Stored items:
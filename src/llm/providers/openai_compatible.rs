use async_trait::async_trait;

use crate::errors::{JarvisError, JarvisResult};
use crate::llm::provider::LlmProvider;
use crate::llm::types::{ChatMessage, GenerationOptions};

/// Any OpenAI-compatible chat-completions endpoint. `api_base` is the full
/// completions URL.
pub struct OpenAiCompatibleProvider {
    id: String,
    api_base: String,
    api_key: String,
    client: reqwest::Client,
}

impl OpenAiCompatibleProvider {
    pub fn new(id: String, api_base: String, api_key: String) -> Self {
        Self {
            id,
            api_base,
            api_key,
            client: reqwest::Client::new(),
        }
    }
}

#[async_trait]
impl LlmProvider for OpenAiCompatibleProvider {
    fn name(&self) -> &str {
        &self.id
    }

    async fn complete(&self, prompt: &str, options: &GenerationOptions) -> JarvisResult<String> {
        let body = serde_json::json!({
            "model": options.model,
            "messages": [ChatMessage::user(prompt)],
            "stream": false,
            "temperature": options.temperature,
            "max_tokens": options.max_tokens,
        });

        tracing::debug!(
            provider = %self.id,
            model = %options.model,
            "sending chat completion request"
        );

        let mut request = self
            .client
            .post(&self.api_base)
            .timeout(options.timeout)
            .json(&body);
        if !self.api_key.is_empty() {
            request = request.bearer_auth(&self.api_key);
        }
        let response = request.send().await?;

        if !response.status().is_success() {
            let status = response.status();
            let err_body = response.text().await.unwrap_or_default();
            return Err(JarvisError::LlmProvider(format!("{}: {}", status, err_body)));
        }

        let json: serde_json::Value = response.json().await?;
        let content = json["choices"][0]["message"]["content"]
            .as_str()
            .unwrap_or("")
            .to_string();

        tracing::info!(provider = %self.id, content_len = content.len(), "LLM JSON response received");
        Ok(content)
    }
}

#[cfg(test)]
mod tests {
    use super::*;
    use wiremock::matchers::{body_partial_json, header, method, path};
    use wiremock::{Mock, MockServer, ResponseTemplate};

    #[tokio::test]
    async fn extracts_first_choice_content() {
        let server = MockServer::start().await;
        Mock::given(method("POST"))
            .and(path("/v1/chat/completions"))
            .and(header("Authorization", "Bearer test-key"))
            .and(body_partial_json(serde_json::json!({ "max_tokens": 200, "stream": false })))
            .respond_with(ResponseTemplate::new(200).set_body_json(serde_json::json!({
                "choices": [{ "message": { "role": "assistant", "content": "[{\"action_type\":\"enter\"}]" } }]
            })))
            .mount(&server)
            .await;

        let provider = OpenAiCompatibleProvider::new(
            "deepseek".into(),
            format!("{}/v1/chat/completions", server.uri()),
            "test-key".into(),
        );
        let text = provider
            .complete("plan", &GenerationOptions::default())
            .await
            .unwrap();
        assert_eq!(text, "[{\"action_type\":\"enter\"}]");
    }

    #[tokio::test]
    async fn unauthorized_is_an_error() {
        let server = MockServer::start().await;
        Mock::given(method("POST"))
            .respond_with(ResponseTemplate::new(401))
            .mount(&server)
            .await;

        let provider = OpenAiCompatibleProvider::new("x".into(), server.uri(), String::new());
        assert!(provider.complete("plan", &GenerationOptions::default()).await.is_err());
    }
}
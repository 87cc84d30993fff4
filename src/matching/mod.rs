pub mod encoder;
pub mod matcher;
pub mod resolve;
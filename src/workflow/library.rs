//! Static workflow table: canonical task phrase → pre-authored plan.
//!
//! Lookup is substring containment of the phrase in the lowercased
//! instruction; entries are scanned in insertion order and the first hit wins.
use std::collections::HashMap;
use std::path::Path;

use serde::Deserialize;

use crate::errors::{JarvisError, JarvisResult};
use crate::workflow::types::{Plan, WorkflowStep};

#[derive(Debug, Clone, Default)]
pub struct WorkflowLibrary {
    entries: Vec<(String, Plan)>,
}

#[derive(Debug, Deserialize)]
struct LibraryFile {
    #[serde(default)]
    workflow: Vec<LibraryEntry>,
}

#[derive(Debug, Deserialize)]
struct LibraryEntry {
    phrase: String,
    steps: Vec<WorkflowStep>,
}

impl WorkflowLibrary {
    pub fn new() -> Self {
        Self::default()
    }

    /// The three stock workflows, in lookup order.
    pub fn builtin() -> Self {
        let mut lib = Self::new();
        lib.entries.push(("play music on spotify".into(), spotify_play_music()));
        lib.entries.push(("search web".into(), open_browser_search()));
        lib.entries.push(("send email".into(), send_email()));
        lib
    }

    /// Parse an ordered `[[workflow]]` table. Every plan is validated.
    pub fn from_toml_str(content: &str) -> JarvisResult<Self> {
        let file: LibraryFile = toml::from_str(content)?;
        let mut lib = Self::new();
        for entry in file.workflow {
            let phrase = entry.phrase.trim().to_lowercase();
            if phrase.is_empty() {
                return Err(JarvisError::Workflow("workflow phrase must not be empty".into()));
            }
            let plan = Plan::new(entry.steps)
                .map_err(|e| JarvisError::Workflow(format!("workflow \"{phrase}\": {e}")))?;
            lib.insert(phrase, plan);
        }
        Ok(lib)
    }

    pub fn load(path: &Path) -> JarvisResult<Self> {
        let content = std::fs::read_to_string(path)?;
        let lib = Self::from_toml_str(&content)?;
        tracing::info!(path = %path.display(), workflows = lib.len(), "workflow library loaded");
        Ok(lib)
    }

    /// Appends an entry; an existing phrase keeps its position and gets the new plan.
    pub fn insert(&mut self, phrase: impl Into<String>, plan: Plan) {
        let phrase = phrase.into().to_lowercase();
        match self.entries.iter_mut().find(|(p, _)| *p == phrase) {
            Some(entry) => entry.1 = plan,
            None => self.entries.push((phrase, plan)),
        }
    }

    pub fn len(&self) -> usize {
        self.entries.len()
    }

    pub fn is_empty(&self) -> bool {
        self.entries.is_empty()
    }

    pub fn phrases(&self) -> impl Iterator<Item = &str> {
        self.entries.iter().map(|(p, _)| p.as_str())
    }

    /// Returns the plan of the first phrase contained in `instruction`,
    /// or an empty plan.
    pub fn get_workflow(&self, instruction: &str) -> Plan {
        let lowered = instruction.to_lowercase();
        self.entries
            .iter()
            .find(|(phrase, _)| lowered.contains(phrase.as_str()))
            .map(|(phrase, plan)| {
                tracing::debug!(phrase = %phrase, steps = plan.len(), "library hit");
                plan.clone()
            })
            .unwrap_or_default()
    }
}

/// New plan where every step whose `value` is a key of `parameters`
/// gets the mapped value. All other fields are copied. The result is
/// validated, so mapping a typed value to "" is an error.
pub fn customize_workflow(plan: &Plan, parameters: &HashMap<String, String>) -> JarvisResult<Plan> {
    let steps = plan
        .iter()
        .map(|step| {
            let mut step = step.clone();
            if let Some(replacement) = step.value.as_ref().and_then(|v| parameters.get(v)) {
                step.value = Some(replacement.clone());
            }
            step
        })
        .collect();
    Plan::new(steps)
}

// ── Stock workflows ─────────────────────────────────────────────────────────

fn spotify_play_music() -> Plan {
    Plan::from_steps_unchecked(vec![
        WorkflowStep::click("Spotify app icon"),
        WorkflowStep::wait("app to load", 3),
        WorkflowStep::click("search bar"),
        WorkflowStep::type_text("search input", "cello music"),
        WorkflowStep::enter("submit search"),
        WorkflowStep::click("first search result play button"),
    ])
}

fn open_browser_search() -> Plan {
    Plan::from_steps_unchecked(vec![
        WorkflowStep::click("browser icon"),
        WorkflowStep::wait("browser to load", 2),
        WorkflowStep::click("address bar"),
        WorkflowStep::type_text("search query", "python tutorials"),
        WorkflowStep::enter("navigate"),
    ])
}

fn send_email() -> Plan {
    Plan::from_steps_unchecked(vec![
        WorkflowStep::click("email app"),
        WorkflowStep::click("compose button"),
        WorkflowStep::click("to field"),
        WorkflowStep::type_text("recipient", "example@email.com"),
        WorkflowStep::click("subject field"),
        WorkflowStep::type_text("subject", "Meeting reminder"),
        WorkflowStep::click("message body"),
        WorkflowStep::type_text("message", "Don't forget our meeting at 3pm"),
        WorkflowStep::click("send button"),
    ])
}
pub mod engine;
pub mod event_bus;
pub mod history;
pub mod state;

[Problem requirements]: Where a line of the records contains the word "push", copy that line.

[Exercise answer]:
        lib.entries.push(("play music on spotify".into(), spotify_play_music()));
        lib.entries.push(("search web".into(), open_browser_search()));
        lib.entries.push(("send email".into(), send_email()));
            None => self.entries.push((phrase, plan)),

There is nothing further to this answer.